It might help your motivation to be consistent if you find some other metric besides weight to judge yourself by - as you’re here on a training platform forum, I assume you’re open to exercise of some form as part of your plan. Pick something like distance or time walking/cycling/running/swimming, or number of activities per week, strength training goals - whatever works for you - and make that your short term goal alongside any diet changes you make.

Your fitness/weight is an outcome - focus your day-to-day on the process instead and let the outcome take care of itself.

Your goal should be lifestyle changes that result in what you’re looking for long term. This is usually the result of diet and exercise.

The best way to do it is to find the diet and exercise program that you can essentially maintain forever. One of the biggest problems people have is making huge changes that aren’t maintainable, expecting to look like a perfect specimen of fitness within a month (or a few). From there, they feel like they put in so much work but aren’t where they want to be, so it’s just not possible.

Need chocolate to survive? Make sure your diet allows for a little (reasonable) sweets. You might have to sacrifice in another area. Hate cycling? Try running, or an elliptical, or rower.

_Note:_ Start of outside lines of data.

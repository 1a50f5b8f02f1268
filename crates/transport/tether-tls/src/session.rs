use rustls::{CipherSuite, CommonState, ProtocolVersion};
use rustls_pki_types::ServerName;

/// 会话所处的一端。
#[derive(Clone, Copy, Debug, PartialEq, Eq)]
pub enum TlsSide {
    Client,
    Server,
}

/// 握手完成后发布到连接能力中的会话信息。
///
/// 通过 `connection.try_get_property::<TlsSessionInfo>()` 查询；未启用 TLS 的连接返回 `None`。
#[derive(Clone, Debug, PartialEq, Eq)]
pub struct TlsSessionInfo {
    side: TlsSide,
    protocol_version: Option<ProtocolVersion>,
    cipher_suite: Option<CipherSuite>,
    alpn_protocol: Option<Vec<u8>>,
    server_name: Option<String>,
    peer_certificates: usize,
}

impl TlsSessionInfo {
    pub(crate) fn capture(side: TlsSide, state: &CommonState, server_name: Option<String>) -> Self {
        Self {
            side,
            protocol_version: state.protocol_version(),
            cipher_suite: state
                .negotiated_cipher_suite()
                .map(|suite| suite.suite()),
            alpn_protocol: state.alpn_protocol().map(<[u8]>::to_vec),
            server_name,
            peer_certificates: state.peer_certificates().map_or(0, <[_]>::len),
        }
    }

    pub fn side(&self) -> TlsSide {
        self.side
    }

    pub fn protocol_version(&self) -> Option<ProtocolVersion> {
        self.protocol_version
    }

    pub fn cipher_suite(&self) -> Option<CipherSuite> {
        self.cipher_suite
    }

    /// 协商出的 ALPN 协议。
    pub fn alpn_protocol(&self) -> Option<&[u8]> {
        self.alpn_protocol.as_deref()
    }

    /// 客户端为连接时使用的名称，服务端为收到的 SNI。
    pub fn server_name(&self) -> Option<&str> {
        self.server_name.as_deref()
    }

    /// 对端出示的证书链长度。
    pub fn peer_certificates(&self) -> usize {
        self.peer_certificates
    }
}

pub(crate) fn server_name_text(name: &ServerName<'_>) -> Option<String> {
    match name {
        ServerName::DnsName(dns) => Some(dns.as_ref().to_owned()),
        ServerName::IpAddress(ip) => Some(std::net::IpAddr::from(*ip).to_string()),
        _ => None,
    }
}
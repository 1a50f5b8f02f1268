//! TLS 错误映射。
//!
//! # 教案级注释
//!
//! ## 意图（Why）
//! - 握手与记录层失败统一归入 [`ErrorKind::Handshake`] 或 [`ErrorKind::Connectivity`]，
//!   调用方无需理解 rustls 的错误枚举；
//! - 底层传输的错误经由 IO 适配层穿透到 rustls 再返回时，必须原样恢复其分类与原生错误码。
//!
//! ## 逻辑（How）
//! - 适配层以 `io::Error::other(ConnectionError)` 把传输错误送入 rustls；
//!   [`map_tls_error`] 先尝试取回这一原始错误，再检查是否嵌套 `rustls::Error`，
//!   最后回落到 [`map_io_error`]；
//! - 证书、告警与协议违规类的 rustls 错误无论发生在哪个阶段都视为握手失败。
//!
//! ## 注意事项（Trade-offs）
//! - 握手阶段对端直接断开（`UnexpectedEof`）通常意味着对端拒绝了本端的证书或参数，
//!   同样归为握手失败。

use std::io;

use rustls::{AlertDescription, Error as RustlsError};
use tether_core::{ConnectionError, ErrorKind, OperationKind, map_io_error};

pub(crate) const HANDSHAKE: OperationKind =
    OperationKind::new("tether.tls.handshake_failed", "tls handshake");
pub(crate) const READ: OperationKind = OperationKind::new("tether.tls.read_failed", "tls read");
pub(crate) const WRITE: OperationKind = OperationKind::new("tether.tls.write_failed", "tls write");
pub(crate) const FLUSH: OperationKind = OperationKind::new("tether.tls.flush_failed", "tls flush");
pub(crate) const SHUTDOWN: OperationKind =
    OperationKind::new("tether.tls.shutdown_failed", "tls shutdown");

/// 服务器名称无法解析为 SNI。
pub const INVALID_SERVER_NAME: &str = "tether.tls.invalid_server_name";

/// 将 TLS 会话返回的 `io::Error` 映射为 [`ConnectionError`]。
pub(crate) fn map_tls_error(kind: OperationKind, error: io::Error) -> ConnectionError {
    let tunnelled = error
        .get_ref()
        .is_some_and(|inner| inner.is::<ConnectionError>());
    if tunnelled {
        return match error.into_inner().map(|inner| inner.downcast::<ConnectionError>()) {
            Some(Ok(inner)) => *inner,
            Some(Err(other)) => {
                ConnectionError::new(ErrorKind::Connectivity, kind.code, kind.message)
                    .with_boxed_source(other)
            }
            None => ConnectionError::new(ErrorKind::Connectivity, kind.code, kind.message),
        };
    }

    if let Some(rustls_error) = error
        .get_ref()
        .and_then(|inner| inner.downcast_ref::<RustlsError>())
    {
        let category = categorize_rustls_error(kind, rustls_error);
        return ConnectionError::new(
            category,
            kind.code,
            format!("{}: {}", kind.message, rustls_error),
        )
        .with_source(error);
    }

    if kind == HANDSHAKE && error.kind() == io::ErrorKind::UnexpectedEof {
        return ConnectionError::new(
            ErrorKind::Handshake,
            kind.code,
            format!("{}: peer closed the connection", kind.message),
        )
        .with_source(error);
    }
    map_io_error(kind, error)
}

/// 把传输错误封装为 `io::Error`，供 rustls 的 IO 层传递。
pub(crate) fn tunnel(error: ConnectionError) -> io::Error {
    io::Error::other(error)
}

fn categorize_rustls_error(kind: OperationKind, error: &RustlsError) -> ErrorKind {
    use RustlsError::*;
    match error {
        InappropriateMessage { .. }
        | InappropriateHandshakeMessage { .. }
        | InvalidMessage(_)
        | PeerMisbehaved(_)
        | PeerIncompatible(_)
        | NoCertificatesPresented
        | InvalidCertificate(_)
        | UnsupportedNameType
        | DecryptError
        | NoApplicationProtocol => ErrorKind::Handshake,
        AlertReceived(alert) => categorize_alert(kind, alert),
        _ if kind == HANDSHAKE => ErrorKind::Handshake,
        _ => ErrorKind::Connectivity,
    }
}

fn categorize_alert(kind: OperationKind, alert: &AlertDescription) -> ErrorKind {
    use AlertDescription::*;
    match alert {
        CloseNotify | UserCanceled if kind != HANDSHAKE => ErrorKind::Connectivity,
        _ => ErrorKind::Handshake,
    }
}
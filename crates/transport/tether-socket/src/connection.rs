use std::{
    any::{Any, TypeId},
    io,
    sync::Arc,
    time::Duration,
};

use async_trait::async_trait;
use parking_lot::Mutex;
use socket2::{SockRef, Socket};
use tether_core::{
    Connection, ConnectionError, Endpoint, Extensions, Lifecycle, OperationKind, Result,
    SharedStream, Teardown, map_io_error,
};
use tokio::net::TcpStream;
use tracing::debug;

use crate::{
    config::SocketConfig,
    error::CONFIGURE,
    stream::SocketStream,
};

/// 原始套接字能力。
///
/// 持有连接套接字的一个复制句柄，用于检查或调整套接字选项；连接释放时一并关闭，
/// 此后访问返回 `Disposed`。
#[derive(Debug)]
pub struct SocketHandle {
    socket: Mutex<Option<Socket>>,
}

impl SocketHandle {
    fn duplicate(stream: &TcpStream) -> io::Result<Self> {
        let socket = SockRef::from(stream).try_clone()?;
        Ok(Self {
            socket: Mutex::new(Some(socket)),
        })
    }

    /// 在复制句柄上执行只读或配置操作。
    pub fn with_socket<R>(&self, f: impl FnOnce(&Socket) -> io::Result<R>) -> Result<R> {
        let guard = self.socket.lock();
        let socket = guard
            .as_ref()
            .ok_or_else(|| ConnectionError::disposed("socket handle"))?;
        f(socket).map_err(|err| map_io_error(CONFIGURE, err))
    }

    /// 当前的 `SO_LINGER` 设置。
    pub fn linger(&self) -> Result<Option<Duration>> {
        self.with_socket(Socket::linger)
    }

    pub fn is_closed(&self) -> bool {
        self.socket.lock().is_none()
    }

    fn close(&self) {
        self.socket.lock().take();
    }
}

/// TCP 连接。
pub struct SocketConnection {
    local: Endpoint,
    remote: Endpoint,
    stream: SharedStream,
    extensions: Extensions,
    lifecycle: Lifecycle,
}

impl SocketConnection {
    /// 应用连接级选项并包装已建立的流；任一步失败时流随之关闭。
    pub(crate) fn establish(
        stream: TcpStream,
        config: &SocketConfig,
        kind: OperationKind,
    ) -> Result<Self> {
        config
            .apply(&stream)
            .map_err(|err| map_io_error(CONFIGURE, err))?;
        let local = stream.local_addr().map_err(|err| map_io_error(kind, err))?;
        let remote = stream.peer_addr().map_err(|err| map_io_error(kind, err))?;
        let handle = SocketHandle::duplicate(&stream).map_err(|err| map_io_error(CONFIGURE, err))?;

        Ok(Self {
            local: Endpoint::Ip(local),
            remote: Endpoint::Ip(remote),
            stream: Arc::new(SocketStream::new(stream)),
            extensions: Extensions::new().with(handle),
            lifecycle: Lifecycle::new(),
        })
    }
}

#[async_trait]
impl Connection for SocketConnection {
    fn local_endpoint(&self) -> Option<&Endpoint> {
        Some(&self.local)
    }

    fn remote_endpoint(&self) -> Option<&Endpoint> {
        Some(&self.remote)
    }

    fn stream(&self) -> Result<&SharedStream> {
        self.lifecycle.ensure_active("socket connection")?;
        Ok(&self.stream)
    }

    fn property(&self, key: TypeId) -> Option<&(dyn Any + Send + Sync)> {
        self.extensions.get_raw(key)
    }

    async fn dispose(&self) -> Result<()> {
        self.lifecycle
            .dispose_with(|| async {
                let mut teardown = Teardown::new("socket connection");
                teardown.record(self.stream.dispose().await);
                if let Some(handle) = self.extensions.get::<SocketHandle>() {
                    handle.close();
                }
                debug!(local = %self.local, remote = %self.remote, "socket connection disposed");
                teardown.finish()
            })
            .await
    }
}
use std::{
    fmt,
    net::{IpAddr, Ipv4Addr, Ipv6Addr, SocketAddr},
    sync::Arc,
};

/// 连接端点地址。
///
/// - `Ip`：OS 套接字使用的 IP + 端口；
/// - `Named`：内存传输使用的逻辑名称；
/// - `Anonymous`：内存监听器未指定地址时分配的哨兵值，仅在同一注册表内有效。
#[derive(Clone, Debug, PartialEq, Eq, Hash)]
pub enum Endpoint {
    Ip(SocketAddr),
    Named(Arc<str>),
    Anonymous(u64),
}

impl Endpoint {
    /// 以逻辑名称构造内存端点。
    pub fn named(name: impl Into<Arc<str>>) -> Self {
        Endpoint::Named(name.into())
    }

    pub fn as_socket_addr(&self) -> Option<SocketAddr> {
        match self {
            Endpoint::Ip(addr) => Some(*addr),
            _ => None,
        }
    }

    /// 是否为通配（any）IP 地址。
    pub fn is_unspecified_ip(&self) -> bool {
        matches!(self, Endpoint::Ip(addr) if addr.ip().is_unspecified())
    }

    /// 通配地址替换为同族回环地址，其余地址原样返回。
    ///
    /// 与绑定在 any 上的监听器保持对称：连接 `0.0.0.0:p` 等价于连接 `127.0.0.1:p`。
    pub fn loopback_for_unspecified(&self) -> Endpoint {
        match self {
            Endpoint::Ip(addr) if addr.ip().is_unspecified() => {
                let loopback = match addr.ip() {
                    IpAddr::V4(_) => IpAddr::V4(Ipv4Addr::LOCALHOST),
                    IpAddr::V6(_) => IpAddr::V6(Ipv6Addr::LOCALHOST),
                };
                Endpoint::Ip(SocketAddr::new(loopback, addr.port()))
            }
            other => other.clone(),
        }
    }
}

impl From<SocketAddr> for Endpoint {
    fn from(addr: SocketAddr) -> Self {
        Endpoint::Ip(addr)
    }
}

impl fmt::Display for Endpoint {
    fn fmt(&self, f: &mut fmt::Formatter<'_>) -> fmt::Result {
        match self {
            Endpoint::Ip(addr) => write!(f, "{addr}"),
            Endpoint::Named(name) => write!(f, "memory://{name}"),
            Endpoint::Anonymous(id) => write!(f, "memory://anonymous-{id}"),
        }
    }
}

#[cfg(test)]
mod tests {
    use super::*;

    #[test]
    fn unspecified_addresses_map_to_loopback() {
        let v4: Endpoint = "0.0.0.0:8080".parse::<SocketAddr>().unwrap().into();
        assert!(v4.is_unspecified_ip());
        assert_eq!(
            v4.loopback_for_unspecified(),
            Endpoint::Ip("127.0.0.1:8080".parse().unwrap())
        );

        let v6: Endpoint = "[::]:9000".parse::<SocketAddr>().unwrap().into();
        assert_eq!(
            v6.loopback_for_unspecified(),
            Endpoint::Ip("[::1]:9000".parse().unwrap())
        );

        let named = Endpoint::named("svc");
        assert!(!named.is_unspecified_ip());
        assert_eq!(named.loopback_for_unspecified(), named);
        assert_eq!(named.to_string(), "memory://svc");
    }
}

The best program is the one you will maintain but will also eventually meet your goals. Diets suck, and often the very act of exercise does as well. I do my best by realizing that the moments of suffering are worth what the results deliver, physically AND mentally. Nothing would tear me up more all day knowing I skipped a workout I had planned in the morning, or didn’t give full effort. It’s 5:06 a.m. as I type this, about to start a 90 minute ride before I make it to work by 8. I know if I don’t get my workout in I’d regret it all day, and my anxiety will be much higher in general.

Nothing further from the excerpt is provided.